• ASSIGNMENT:
Find how many lines below mention "extract". Nothing but the number is needed.
▽
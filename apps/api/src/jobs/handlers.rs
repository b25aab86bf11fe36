use axum::{
    extract::{Path, Query, State},
    http::StatusCode,
    Json,
};
use chrono::Utc;
use serde::Deserialize;
use uuid::Uuid;

use crate::errors::AppError;
use crate::extract::ValidJson;
use crate::jobs::JobView;
use crate::jobs::validation::{parse_status, validate_reminder, JobForm, ReminderForm};
use crate::models::StatusSummary;
use crate::session::Session;
use crate::state::AppState;

#[derive(Deserialize)]
pub struct ListQuery {
    pub status: Option<String>,
}

#[derive(Deserialize)]
pub struct StatusUpdate {
    #[serde(default)]
    pub status: String,
}

/// GET /api/v1/jobs
pub async fn handle_list_jobs(
    State(state): State<AppState>,
    session: Session,
    Query(params): Query<ListQuery>,
) -> Result<Json<Vec<JobView>>, AppError> {
    let status = match params.status.as_deref() {
        None | Some("") => None,
        Some(raw) => Some(parse_status(raw).map_err(|e| AppError::Validation(e.message))?),
    };
    let jobs = state.jobs.list_jobs(session.user_id, status).await?;
    Ok(Json(jobs))
}

/// POST /api/v1/jobs
pub async fn handle_create_job(
    State(state): State<AppState>,
    session: Session,
    ValidJson(form): ValidJson<JobForm>,
) -> Result<(StatusCode, Json<JobView>), AppError> {
    let view = state
        .jobs
        .create_job(session.user_id, &form, Utc::now())
        .await?;
    Ok((StatusCode::CREATED, Json(view)))
}

/// GET /api/v1/jobs/summary
pub async fn handle_summary(
    State(state): State<AppState>,
    session: Session,
) -> Result<Json<StatusSummary>, AppError> {
    Ok(Json(state.jobs.summary(session.user_id).await?))
}

/// GET /api/v1/jobs/:id
pub async fn handle_get_job(
    State(state): State<AppState>,
    session: Session,
    Path(id): Path<Uuid>,
) -> Result<Json<JobView>, AppError> {
    Ok(Json(state.jobs.get_job(session.user_id, id).await?))
}

/// PUT /api/v1/jobs/:id
pub async fn handle_update_job(
    State(state): State<AppState>,
    session: Session,
    Path(id): Path<Uuid>,
    ValidJson(form): ValidJson<JobForm>,
) -> Result<Json<JobView>, AppError> {
    let view = state
        .jobs
        .update_job(session.user_id, id, &form, Utc::now())
        .await?;
    Ok(Json(view))
}

/// PATCH /api/v1/jobs/:id/status
pub async fn handle_set_status(
    State(state): State<AppState>,
    session: Session,
    Path(id): Path<Uuid>,
    ValidJson(req): ValidJson<StatusUpdate>,
) -> Result<Json<JobView>, AppError> {
    let status = parse_status(&req.status).map_err(|e| AppError::InvalidFields(vec![e]))?;
    let view = state
        .jobs
        .set_status(session.user_id, id, status, Utc::now())
        .await?;
    Ok(Json(view))
}

/// PUT /api/v1/jobs/:id/reminder
pub async fn handle_toggle_reminder(
    State(state): State<AppState>,
    session: Session,
    Path(id): Path<Uuid>,
    ValidJson(req): ValidJson<ReminderForm>,
) -> Result<Json<JobView>, AppError> {
    let settings = validate_reminder(req, state.jobs.default_reminder_days())
        .map_err(|e| AppError::InvalidFields(vec![e]))?;
    let view = state
        .jobs
        .toggle_reminder(session.user_id, id, settings, Utc::now())
        .await?;
    Ok(Json(view))
}

/// DELETE /api/v1/jobs/:id
pub async fn handle_delete_job(
    State(state): State<AppState>,
    session: Session,
    Path(id): Path<Uuid>,
) -> Result<StatusCode, AppError> {
    state.jobs.delete_job(session.user_id, id).await?;
    Ok(StatusCode::NO_CONTENT)
}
△
• OUTPUT OF THE EXERCISE:
2